ACTIVITY - Exactly the lines from the one containing "the monitor's reason." through the end of the listing should be written out, both ends included, and nothing more.

────────

#![forbid(unsafe_code)]

//! Layout invocation for narwhal graphs.
//!
//! A [`LayoutInvoker`] reads the algorithm from the graph's root, picks the matching
//! [`LayoutEngine`] from its [`AlgorithmRegistry`] and runs it, optionally under a
//! [`LayoutMonitor`] carrying a deadline and a [`CancelToken`]. Engines compute into scratch
//! geometry and only write it back when they succeed.

pub mod engine;
pub mod error;
pub mod fixed;
mod geometry;
mod inherit;
pub mod invoker;
pub mod labels;
pub mod layered;
pub mod monitor;
pub mod registry;
pub mod sizing;
pub mod text;

pub use engine::LayoutEngine;
pub use error::{Interruption, LayoutError, Result};
pub use fixed::FixedEngine;
pub use invoker::LayoutInvoker;
pub use layered::LayeredEngine;
pub use monitor::{CancelToken, LayoutMonitor};
pub use registry::AlgorithmRegistry;
pub use text::{DeterministicTextMeasurer, TextMeasurer, TextMetrics, TextStyle};
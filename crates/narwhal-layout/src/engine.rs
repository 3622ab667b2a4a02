use crate::error::Result;
use crate::monitor::LayoutMonitor;
use narwhal_core::{Algorithm, Graph};

/// A layout algorithm.
///
/// Engines compute geometry for every node, port, label and edge of the graph. They must leave
/// the graph untouched when they fail, and should poll `monitor` between phases.
pub trait LayoutEngine: Send + Sync {
    fn algorithm(&self) -> Algorithm;

    fn layout(&self, graph: &mut Graph, monitor: &LayoutMonitor) -> Result<()>;
}
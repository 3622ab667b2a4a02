//! Crossing minimization: layer-by-layer barycenter sweeps.
//!
//! Works on the "proper" layered graph, where long edges have been split by dummy nodes so that
//! every segment connects two adjacent layers.

use crate::Interrupt;
use crate::error::{Error, Result};

#[derive(Debug, Clone)]
pub(crate) struct LayerGraph {
    pub layer_of: Vec<usize>,
    pub layers: Vec<Vec<usize>>,
    pub preds: Vec<Vec<usize>>,
    pub succs: Vec<Vec<usize>>,
}

impl LayerGraph {
    /// Initial order within each layer is by vertex index.
    pub fn new(layer_of: Vec<usize>, segments: &[(usize, usize)]) -> Self {
        let count = layer_of.len();
        let layer_count = layer_of.iter().copied().max().map_or(0, |m| m + 1);
        let mut layers: Vec<Vec<usize>> = vec![Vec::new(); layer_count];
        for (v, &layer) in layer_of.iter().enumerate() {
            layers[layer].push(v);
        }
        let mut preds: Vec<Vec<usize>> = vec![Vec::new(); count];
        let mut succs: Vec<Vec<usize>> = vec![Vec::new(); count];
        for &(u, v) in segments {
            succs[u].push(v);
            preds[v].push(u);
        }
        Self {
            layer_of,
            layers,
            preds,
            succs,
        }
    }

    fn positions(&self) -> Vec<usize> {
        let mut pos = vec![0usize; self.layer_of.len()];
        for layer in &self.layers {
            for (i, &v) in layer.iter().enumerate() {
                pos[v] = i;
            }
        }
        pos
    }

    /// Number of segment pairs that cross between adjacent layers.
    pub fn crossings(&self) -> usize {
        let pos = self.positions();
        let mut total = 0;
        for layer in &self.layers {
            let mut segs: Vec<(usize, usize)> = Vec::new();
            for &u in layer {
                for &v in &self.succs[u] {
                    segs.push((pos[u], pos[v]));
                }
            }
            for (i, a) in segs.iter().enumerate() {
                for b in &segs[i + 1..] {
                    if (a.0 < b.0 && a.1 > b.1) || (a.0 > b.0 && a.1 < b.1) {
                        total += 1;
                    }
                }
            }
        }
        total
    }

    /// Reorders every layer by the mean position of its neighbors in the previous layer
    /// (`downward`) or the next one. Vertices without neighbors keep their slot.
    fn sweep(&mut self, downward: bool) {
        let layer_count = self.layers.len();
        if layer_count < 2 {
            return;
        }
        let order: Vec<usize> = if downward {
            (1..layer_count).collect()
        } else {
            (0..layer_count - 1).rev().collect()
        };
        for i in order {
            let pos = self.positions();
            let mut keyed: Vec<(f64, usize)> = self.layers[i]
                .iter()
                .enumerate()
                .map(|(slot, &v)| {
                    let neighbors = if downward { &self.preds[v] } else { &self.succs[v] };
                    if neighbors.is_empty() {
                        return (slot as f64, v);
                    }
                    let sum: usize = neighbors.iter().map(|n| pos[*n]).sum();
                    (sum as f64 / neighbors.len() as f64, v)
                })
                .collect();
            keyed.sort_by(|a, b| a.0.total_cmp(&b.0));
            self.layers[i] = keyed.into_iter().map(|(_, v)| v).collect();
        }
    }
}

/// Runs up to `rounds` down/up sweep pairs and keeps the ordering with the fewest crossings.
pub(crate) fn minimize_crossings(
    lg: &mut LayerGraph,
    rounds: u32,
    interrupt: &dyn Interrupt,
) -> Result<usize> {
    let mut best_layers = lg.layers.clone();
    let mut best = lg.crossings();
    for round in 0..rounds.max(1) {
        if best == 0 {
            break;
        }
        if interrupt.interrupted() {
            return Err(Error::Interrupted {
                phase: "crossing minimization",
            });
        }
        for downward in [true, false] {
            lg.sweep(downward);
            let crossings = lg.crossings();
            if crossings < best {
                best = crossings;
                best_layers = lg.layers.clone();
            }
        }
        tracing::trace!(round, best, "barycenter round");
    }
    lg.layers = best_layers;
    Ok(best)
}

#[cfg(test)]
mod tests {
    use super::{LayerGraph, minimize_crossings};

    #[test]
    fn sweeps_untangle_a_crossed_pair() {
        // 0 -> 3, 1 -> 2 cross in the initial order.
        let mut lg = LayerGraph::new(vec![0, 0, 1, 1], &[(0, 3), (1, 2)]);
        assert_eq!(lg.crossings(), 1);
        let crossings = minimize_crossings(&mut lg, 1, &()).unwrap();
        assert_eq!(crossings, 0);
        assert_eq!(lg.crossings(), 0);
    }
}
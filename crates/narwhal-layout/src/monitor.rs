//! Deadlines and cancellation for running layouts.

use crate::error::{Interruption, LayoutError, Result};
use std::sync::Arc;
use std::sync::atomic::{AtomicBool, Ordering};
use std::time::{Duration, Instant};

/// Shared cancellation flag. Clones observe the same flag.
#[derive(Debug, Clone, Default)]
pub struct CancelToken(Arc<AtomicBool>);

impl CancelToken {
    pub fn new() -> Self {
        Self::default()
    }

    pub fn cancel(&self) {
        self.0.store(true, Ordering::Relaxed);
    }

    pub fn is_cancelled(&self) -> bool {
        self.0.load(Ordering::Relaxed)
    }
}

/// Polled by engines between phases. A default monitor never interrupts.
#[derive(Debug, Clone, Default)]
pub struct LayoutMonitor {
    deadline: Option<Instant>,
    cancel: CancelToken,
}

impl LayoutMonitor {
    pub fn new() -> Self {
        Self::default()
    }

    pub fn with_deadline(mut self, deadline: Instant) -> Self {
        self.deadline = Some(deadline);
        self
    }

    /// A timeout too large to represent means no deadline.
    pub fn with_timeout(mut self, timeout: Duration) -> Self {
        self.deadline = Instant::now().checked_add(timeout);
        self
    }

    pub fn with_cancel_token(mut self, token: CancelToken) -> Self {
        self.cancel = token;
        self
    }

    pub fn deadline(&self) -> Option<Instant> {
        self.deadline
    }

    pub fn cancel_token(&self) -> &CancelToken {
        &self.cancel
    }

    /// Cancellation wins over an expired deadline.
    pub fn interruption(&self) -> Option<Interruption> {
        if self.cancel.is_cancelled() {
            return Some(Interruption::Cancelled);
        }
        match self.deadline {
            Some(deadline) if Instant::now() >= deadline => Some(Interruption::DeadlineExpired),
            _ => None,
        }
    }

    pub fn check(&self) -> Result<()> {
        match self.interruption() {
            Some(reason) => Err(LayoutError::Interrupted { reason }),
            None => Ok(()),
        }
    }

    /// Maps an engine failure, turning remora's interruption into the monitor's reason.
    pub(crate) fn engine_error(&self, err: remora::Error) -> LayoutError {
        match err {
            remora::Error::Interrupted { phase } => {
                let reason = self.interruption().unwrap_or(Interruption::Cancelled);
                tracing::debug!(phase, %reason, "engine interrupted");
                LayoutError::Interrupted { reason }
            }
            other => LayoutError::Engine(other),
        }
    }
}

impl remora::Interrupt for LayoutMonitor {
    fn interrupted(&self) -> bool {
        self.interruption().is_some()
    }
}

────────

ANSWER TO THIS PROBLEM -
    /// Maps an engine failure, turning remora's interruption into the monitor's reason.
    pub(crate) fn engine_error(&self, err: remora::Error) -> LayoutError {
        match err {
            remora::Error::Interrupted { phase } => {
                let reason = self.interruption().unwrap_or(Interruption::Cancelled);
                tracing::debug!(phase, %reason, "engine interrupted");
                LayoutError::Interrupted { reason }
            }
            other => LayoutError::Engine(other),
        }
    }
}

impl remora::Interrupt for LayoutMonitor {
    fn interrupted(&self) -> bool {
        self.interruption().is_some()
    }
}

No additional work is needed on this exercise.